Di awal pembentukannya, anggaran untuk TGUPP hanya sebesar Rp 1 miliar.
William mengatakan hal tersebut sebagai pemborosan anggaran. Pasalnya, banyaknya anggaran dan personel TGUPP tidak mencerminkan kinerja Gubernur.
DPRD DKI sendiri mengalami kseulitan untuk melakukan pengawasan terhadap anggaran TGUPP karena tim ini bukan merupakan bagian dari Satuan Kerja Perangkat Daerah (SKPD).

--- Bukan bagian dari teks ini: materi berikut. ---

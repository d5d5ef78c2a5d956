//! Listing normalizer.
//!
//! Turns ingestion payloads into normalized upsert records: validates the
//! whole batch up front, derives slugs, applies defaults and fills missing
//! coordinates from the geocoder when it can.

use std::collections::BTreeSet;
use std::sync::Arc;

use directory_shared::types::listing::DEFAULT_COUNTRY;
use directory_shared::{
    derive_listing_slug, IngestChangeset, ListingInput, ListingUpsert, VerticalConfig,
};
use tracing::{debug, instrument, warn};

use crate::errors::IngestError;
use crate::geocoder::Geocoder;

pub struct ListingNormalizer {
    geocoder: Arc<dyn Geocoder>,
    vertical: Arc<VerticalConfig>,
}

fn clean(value: Option<String>) -> Option<String> {
    value
        .map(|v| v.trim().to_string())
        .filter(|v| !v.is_empty())
}

/// Trim tags, drop blanks and duplicates, keep first-seen order.
fn clean_tags(values: Option<Vec<String>>) -> Vec<String> {
    let mut seen = BTreeSet::new();
    values
        .unwrap_or_default()
        .into_iter()
        .map(|v| v.trim().to_string())
        .filter(|v| !v.is_empty() && seen.insert(v.clone()))
        .collect()
}

impl ListingNormalizer {
    pub fn new(geocoder: Arc<dyn Geocoder>, vertical: Arc<VerticalConfig>) -> Self {
        Self { geocoder, vertical }
    }

    /// Validate every listing before anything is written or looked up.
    ///
    /// The error names the zero-based index of the first invalid listing.
    pub fn validate_batch(&self, listings: &[ListingInput]) -> Result<(), IngestError> {
        for (index, listing) in listings.iter().enumerate() {
            listing
                .validate()
                .map_err(|msg| IngestError::validation(format!("listings[{}]: {}", index, msg)))?;

            let has_slug = listing.slug.as_deref().is_some_and(|s| !s.trim().is_empty());
            if !has_slug && derive_listing_slug(&listing.city, &listing.name).is_empty() {
                return Err(IngestError::validation(format!(
                    "listings[{}]: cannot derive a slug from city and name; supply a slug",
                    index
                )));
            }
        }
        Ok(())
    }

    /// Normalize one validated listing.
    ///
    /// Geocoding runs only when both coordinates are missing and a street
    /// address is present. A failed lookup leaves the coordinates unset.
    #[instrument(skip_all, fields(name = %input.name))]
    pub async fn normalize(&self, input: ListingInput) -> ListingUpsert {
        let (mut lat, mut lng) = (input.lat, input.lng);

        if lat.is_none() && lng.is_none() {
            if let Some(query) = input.geocode_query() {
                match self.geocoder.geocode(&query).await {
                    Ok(coords) => {
                        lat = Some(coords.lat);
                        lng = Some(coords.lng);
                    }
                    Err(e) => {
                        warn!(error = %e, query = %query, "Geocoding failed, continuing without coordinates");
                    }
                }
            }
        }

        let (slug, slug_derived) = match clean(input.slug) {
            Some(slug) => (slug, false),
            None => (derive_listing_slug(&input.city, &input.name), true),
        };

        let categories = input.categories.map(|c| clean_tags(Some(c)));

        debug!(slug = %slug, derived = slug_derived, "Normalized listing");

        ListingUpsert {
            slug,
            slug_derived,
            name: input.name.trim().to_string(),
            website: clean(input.website),
            description: clean(input.description),
            phone: clean(input.phone),
            email: clean(input.email),
            address: clean(input.address),
            city: input.city.trim().to_string(),
            state: input.state.trim().to_string(),
            postal_code: input.postal_code.trim().to_string(),
            country: clean(input.country).unwrap_or_else(|| DEFAULT_COUNTRY.to_string()),
            lat,
            lng,
            rating: input.rating,
            review_count: input.review_count,
            brands: clean_tags(input.brands),
            financing: clean_tags(input.financing),
            categories,
        }
    }

    /// Collect the normalized listings and every category they reference.
    ///
    /// Category labels come from the vertical's taxonomy when it defines the
    /// slug, otherwise from the slug itself.
    pub fn build_changeset(&self, listings: Vec<ListingUpsert>) -> IngestChangeset {
        let referenced: BTreeSet<&str> = listings
            .iter()
            .filter_map(|l| l.categories.as_ref())
            .flatten()
            .map(String::as_str)
            .collect();

        IngestChangeset {
            categories: referenced
                .into_iter()
                .map(|slug| self.vertical.category_seed(slug))
                .collect(),
            listings,
        }
    }
}
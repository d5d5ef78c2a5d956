//! Error types for listing ingestion, geocoding and reindexing.

use directory_repository::RepositoryError;
use search_index_repository::SearchIndexError;
use serde::Serialize;
use thiserror::Error;

/// Broad class of an ingestion failure, for programmatic handling by callers.
#[derive(Debug, Clone, Copy, PartialEq, Eq, Serialize)]
#[serde(rename_all = "lowercase")]
pub enum ErrorKind {
    /// The request payload was rejected; nothing was written.
    Validation,
    /// The relational store failed; the batch was rolled back.
    Persistence,
    /// The search engine failed.
    Downstream,
}

/// Errors that can occur while ingesting listings, capturing leads or
/// rebuilding the search mirror.
#[derive(Error, Debug)]
pub enum IngestError {
    /// Malformed payload.
    #[error("Validation error: {0}")]
    ValidationError(String),

    /// Error from the relational store.
    #[error("Persistence error: {0}")]
    PersistenceError(String),

    /// Error from the search index.
    #[error("Search index error: {0}")]
    SearchIndexError(String),
}

impl IngestError {
    /// Create a validation error.
    pub fn validation(msg: impl Into<String>) -> Self {
        Self::ValidationError(msg.into())
    }

    /// Create a persistence error.
    pub fn persistence(msg: impl Into<String>) -> Self {
        Self::PersistenceError(msg.into())
    }

    /// Create a search index error.
    pub fn search_index(msg: impl Into<String>) -> Self {
        Self::SearchIndexError(msg.into())
    }

    pub fn kind(&self) -> ErrorKind {
        match self {
            Self::ValidationError(_) => ErrorKind::Validation,
            Self::PersistenceError(_) => ErrorKind::Persistence,
            Self::SearchIndexError(_) => ErrorKind::Downstream,
        }
    }
}

impl From<RepositoryError> for IngestError {
    fn from(err: RepositoryError) -> Self {
        Self::PersistenceError(err.to_string())
    }
}

impl From<SearchIndexError> for IngestError {
    fn from(err: SearchIndexError) -> Self {
        if err.is_validation() {
            Self::ValidationError(err.to_string())
        } else {
            Self::SearchIndexError(err.to_string())
        }
    }
}

/// Errors from a geocoding lookup. Callers treat all of them as "no coordinates".
#[derive(Error, Debug)]
pub enum GeocodeError {
    #[error("Geocoding credential is not configured")]
    MissingCredential,

    #[error("Geocoding request failed: {0}")]
    Transport(String),

    #[error("Geocoding service returned status {0}")]
    HttpStatus(u16),

    #[error("Invalid geocoding response: {0}")]
    Parse(String),

    #[error("No geocoding result for query")]
    NoMatch,
}

impl From<reqwest::Error> for GeocodeError {
    fn from(err: reqwest::Error) -> Self {
        if err.is_decode() {
            Self::Parse(err.to_string())
        } else {
            Self::Transport(err.to_string())
        }
    }
}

"Dilemanya di sini, sudah anggaran besar, hasilnya enggak ada. Kita enggak bisa mengawasi, akhirnya bisa jadi TGUPP jadi bagi-bagi kursi jabatan saja," tuturnya, seperti dilansir Tribunnews.com.
Digaji menggunakan APBD
Jika sebelumnya TGUPP digaji menggunakan biaya operasional gubernur, di era Anies Baswedan, TGUPP digaji menggunakan APBD dengan pos anggaran khusus.
Ini kemudian mendapat kritikan dari berbagai pihak, termasuk DPRD DKI.
Gembong Warsono dari Fraksi PDI-P mengatakan, TGUPP melekat kepada gubernur. Oleh karenanya, wajar jika tim ini digaji dengan anggaran gubernur.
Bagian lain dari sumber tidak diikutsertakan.